My 2nd page out of my new book onto my 3rd coloring away the worry, January blues. Love coloring ❤️
it’s Monday a fresh new week to get back into a routine ,a full week of school, sports meet warmer temps no big storms insight sadly my daughter is still out of work due to illness but hoping she feels some improvement when she wakes up. Laundry is going beds are made kitchen is cleaned up after breakfast . I am now sitting down catching up on the morning news and enjoying a cup of coffee ahhh so nice. I’ve started the book I posted and started a new coloring page over the weekend which kept me busy and warm
. I am going to pat myself on the back , if you read my last post I wrote how my son was out with his girlfriend and I was NOT going to text him to have him check in. or worry and I didn’t well I didn’t text. I wouldn’t say I worried but hoped he drove slow and careful on his way home. I got into the Golden Globes with my hubby and didn’t realize my son had texted me ….it wasn’t that long until I noticed but it hopefully showed him was waiting with my phone in hand . He texted “on my way home. ” I do not know who was more surprised 🙂him for checking his phone and seeing no text from me or I seeing his text .. before I knew it he was walking in the door he talked a little bit and I tried not to do the twenty questions just how was Mary ? Did you have a good time? And after that he said goodnight and was off to bed. Now to keep this going oh am I trying….so hard when I’ve been by their side from day one through their first cut to their first everything to their first letting goesI can’t tell you what is the hardest part their first cut or letting go ….maybe letting go because it’s i that is now hurting not with them but just I because this is what I’ve known for so long .. my daughter is so different we have always been close and we are friends as well . With my son it just feels so different. I know boys let go differently then girls but this is ……different 😥 no hand book in the world could of warned me how this would feel. I’m am trying and I will keep doing this. Everyone tells me go out with friends do things with your husband I am but we are not big go to the movies we like watching them when they come out and we can cozy up at home and watch them . We have always been homebodies .. before kids we out dinking and dancing on the weekends but now that doesn’t hold an interest . We have spent nights out at relatives and enjoyed some drinks food laughs more that has been nice just need more idea s but for now it’s Home Movies going out for coffee dinner I guess we are heading in the right direction .. but it just feels different .
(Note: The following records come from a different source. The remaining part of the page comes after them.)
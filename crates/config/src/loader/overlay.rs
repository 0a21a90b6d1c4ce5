//! Environment overlay.
//!
//! Responsibilities:
//! - Compute the final value of every schema field from the environment and the base document.
//! - Build the typed `ResolvedConfig` from the merged values.
//!
//! Does NOT handle:
//! - Choosing the base document (see source.rs).
//! - Publishing the snapshot (see global.rs).
//!
//! Invariants:
//! - Precedence per field: environment, then base document, then the zero value.
//! - Only an empty environment value is treated as unset; values are never trimmed.
//! - String values are used verbatim; integer values must parse exactly as given.
//! - A non-integer environment value for an integer field is an error, never a fallback.
//! - Every schema key is present in the merged document.
//! - Values of secret fields are never logged.

use super::env::env_var_verbatim;
use super::error::ConfigError;
use crate::schema::{FieldKind, FieldSpec, Schema};
use crate::types::{ConfigDocument, ResolvedConfig, Value};

/// Merge environment overrides from `env` over `base`.
///
/// `env` maps an override key (e.g. `STRATUM_CORE_MODE`) to its raw value.
pub fn merge<F>(schema: &Schema, base: &ConfigDocument, env: F) -> Result<ResolvedConfig, ConfigError>
where
    F: Fn(&str) -> Option<String>,
{
    let mut merged = ConfigDocument::new(base.origin().clone());

    for field in schema.fields() {
        let var = Schema::env_key(field);
        let value = match env(&var).filter(|raw| !raw.is_empty()) {
            Some(raw) => {
                let value = parse_override(field, &var, raw)?;
                tracing::debug!(key = field.key, var = %var, "Environment override applied");
                value
            }
            None => match base.get(field.key) {
                Some(value) => value.clone(),
                None => {
                    tracing::trace!(key = field.key, "No value in base document, using zero value");
                    field.kind.zero_value()
                }
            },
        };
        merged.insert(field, value);
    }

    Ok(ResolvedConfig::from_document(schema, merged))
}

/// Merge overrides from the process environment over `base`.
pub fn merge_from_env(schema: &Schema, base: &ConfigDocument) -> Result<ResolvedConfig, ConfigError> {
    merge(schema, base, env_var_verbatim)
}

fn parse_override(field: &FieldSpec, var: &str, raw: String) -> Result<Value, ConfigError> {
    match field.kind {
        FieldKind::String => Ok(Value::String(raw)),
        FieldKind::Integer => raw.parse::<i64>().map(Value::Integer).map_err(|_| {
            ConfigError::OverlayType {
                var: var.to_string(),
                message: format!("must be an integer (got '{raw}')"),
            }
        }),
    }
}
//! Schema composition.
//!
//! Responsibilities:
//! - Compose the set of recognized sections from a capability set.
//! - Expose every field's dotted key and its environment override key.
//!
//! Does NOT handle:
//! - Reading documents or environment variables (see the `loader` module).
//!
//! Invariants:
//! - Composition is deterministic and total for every capability combination.
//! - The composed schema holds every unconditional section plus exactly one
//!   section per enabled capability.
//! - Override keys are `STRATUM_` + the dotted key with dots replaced by
//!   underscores, uppercased.

mod builder;
mod capability;
pub mod keys;
pub mod sections;

pub use builder::SchemaBuilder;
pub use capability::Capabilities;
pub use sections::{FieldKind, FieldSpec, SectionSpec};

use crate::constants::ENV_PREFIX;
use sections::ALL_SECTIONS;

/// The composed set of sections for one capability set.
#[derive(Debug, Clone, PartialEq, Eq)]
pub struct Schema {
    capabilities: Capabilities,
    sections: Vec<SectionSpec>,
}

impl Schema {
    /// Compose the schema for the given capability set.
    pub fn compose(capabilities: Capabilities) -> Self {
        SchemaBuilder::new(capabilities)
            .sections(ALL_SECTIONS)
            .build()
    }

    /// Compose the schema for the capabilities compiled into this binary.
    pub fn compiled() -> Self {
        Self::compose(Capabilities::compiled())
    }

    pub(crate) fn from_parts(capabilities: Capabilities, sections: Vec<SectionSpec>) -> Self {
        Self {
            capabilities,
            sections,
        }
    }

    pub fn capabilities(&self) -> Capabilities {
        self.capabilities
    }

    pub fn sections(&self) -> &[SectionSpec] {
        &self.sections
    }

    pub fn has_section(&self, name: &str) -> bool {
        self.sections.iter().any(|s| s.name == name)
    }

    /// Every field of every composed section, in document order.
    pub fn fields(&self) -> impl Iterator<Item = &'static FieldSpec> + '_ {
        self.sections.iter().flat_map(|s| s.fields.iter())
    }

    /// Look up a field by its dotted key.
    pub fn field(&self, key: &str) -> Option<&'static FieldSpec> {
        self.fields().find(|f| f.key == key)
    }

    /// Environment override key for a field.
    pub fn env_key(field: &FieldSpec) -> String {
        env_key_for(field.key)
    }

    /// `(dotted key, override key)` pairs for every field.
    pub fn env_keys(&self) -> Vec<(&'static str, String)> {
        self.fields().map(|f| (f.key, Self::env_key(f))).collect()
    }
}

/// Mangle a dotted key into its environment override key.
pub fn env_key_for(key: &str) -> String {
    format!("{}_{}", ENV_PREFIX, key.replace('.', "_").to_uppercase())
}
//! Stratum CLI - resolve and inspect service configuration.
//!
//! Responsibilities:
//! - Run the bootstrap sequence a Stratum service uses at startup.
//! - Print the resolved configuration and its provenance.
//!
//! Does NOT handle:
//! - Configuration resolution itself (see `crates/config`).
//!
//! Invariants:
//! - `load_dotenv()` is called BEFORE CLI parsing so `.env` can supply `STRATUM_*` values.
//! - The process-wide configuration is initialized before any subcommand runs.
//! - Tracing is installed after resolution so the resolved `log.level` can drive it.

mod args;
mod commands;
mod error;
mod logging;

use anyhow::Context;
use args::Cli;
use clap::Parser;
use commands::run_command;
use error::{ExitCode, ExitCodeExt};

fn main() {
    // Load .env file first so STRATUM_CONFIG_PATH and overrides can come from it
    if let Err(e) = stratum_config::load_dotenv() {
        eprintln!("Failed to load environment: {}", e);
        std::process::exit(ExitCode::from(&e).as_i32());
    }

    let cli = Cli::parse();

    let config_path = cli.config_path();
    let config = match stratum_config::initialize(config_path.as_deref())
        .context("Failed to resolve configuration")
    {
        Ok(config) => config,
        Err(e) => {
            eprintln!("{:#}", e);
            std::process::exit(e.exit_code().as_i32());
        }
    };

    logging::init(cli.log_format, &config.log.level);
    tracing::debug!(origin = %config.origin(), "Configuration ready");

    let exit_code = match run_command(&cli.command, config) {
        Ok(()) => ExitCode::Success,
        Err(e) => {
            eprintln!("{:#}", e);
            e.exit_code()
        }
    };

    std::process::exit(exit_code.as_i32());
}
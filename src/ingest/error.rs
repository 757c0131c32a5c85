// src/ingest/error.rs
use thiserror::Error;

/// Errors produced by the CSV ingest pipeline.
///
/// Every variant is terminal for the current upload: the batch is rejected
/// as a whole and nothing is persisted. Row numbers are 1-based CSV line
/// numbers as a human would count them in the file (the header is row 1,
/// the first data row is row 2).
#[derive(Debug, Error)]
pub enum IngestError {
    /// A required column is absent from the header row after normalization.
    #[error("missing required column(s) in CSV header: {}", missing.join(", "))]
    MalformedHeader { missing: Vec<String> },

    /// A data row lacks a required value, or the value could not be parsed
    /// as a number.
    #[error("missing or unparseable value for '{field}' at row {row}")]
    MissingField { row: usize, field: &'static str },

    #[error("invalid date format at row {row}")]
    InvalidDate { row: usize },

    #[error("negative values not allowed at row {row} ('{field}')")]
    NegativeValue { row: usize, field: &'static str },

    #[error("churn rate cannot exceed 100% at row {row}")]
    ChurnBound { row: usize },

    /// Valid header but zero data rows. Treated as a hard error so an empty
    /// upload can never replace an owner's existing history.
    #[error("CSV contains a valid header but no data rows")]
    EmptyBatch,

    /// Low-level reader failure (malformed quoting, broken input).
    #[error("CSV read error: {0}")]
    Read(#[from] csv::Error),
}

impl IngestError {
    /// Stable machine-readable kind, used in logs and error responses.
    pub fn kind(&self) -> &'static str {
        match self {
            IngestError::MalformedHeader { .. } => "malformed_header",
            IngestError::MissingField { .. } => "missing_field",
            IngestError::InvalidDate { .. } => "invalid_date",
            IngestError::NegativeValue { .. } => "negative_value",
            IngestError::ChurnBound { .. } => "churn_bound",
            IngestError::EmptyBatch => "empty_batch",
            IngestError::Read(_) => "read",
        }
    }
}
weekends why do they have to go by so fast. It was nice not having any set plans just whatever came up or didn’t was nice most of the weekend was pretty much spent inside keeping warm and for the most part we all where at home,my daughter is sick and has a notice to stay out of work for several days so she laid around and read and watched movies with me and slept my poor daughter winter is not her friend she gets sick so much during this time ,we both believe she should of had her tonsils out but everyone she saw said no there fine and now she gets the worst sore throats .I think this time around we may have to push it more but now she is older and risk factor is not good . We will have to talk to the doctors about this more. My son was in and out when he was out he came home earlier and then spent it in his room .life of a teenager. No work for him on saturday was scheduled for night skiing instructor but they closed due of the wind chill then today he was not schedule , now he is at his girlfriends and I’m trying to not worry and check in with him there is school tomorrow so he will be home at a decent time. It’s just where his girlfriend lives is not an easy drive . But can’t think about it. Nope ….not coloring watching The Golden Globe Awards with my hubby and my daughter . All in black tonight the actresses and actors for sexual harassment awareness . A topic I won’t get started with but yes applauding them wearing their black. Im hoping he is home soon… Okay I know don’t think about it 😞 One track mind sorry…. .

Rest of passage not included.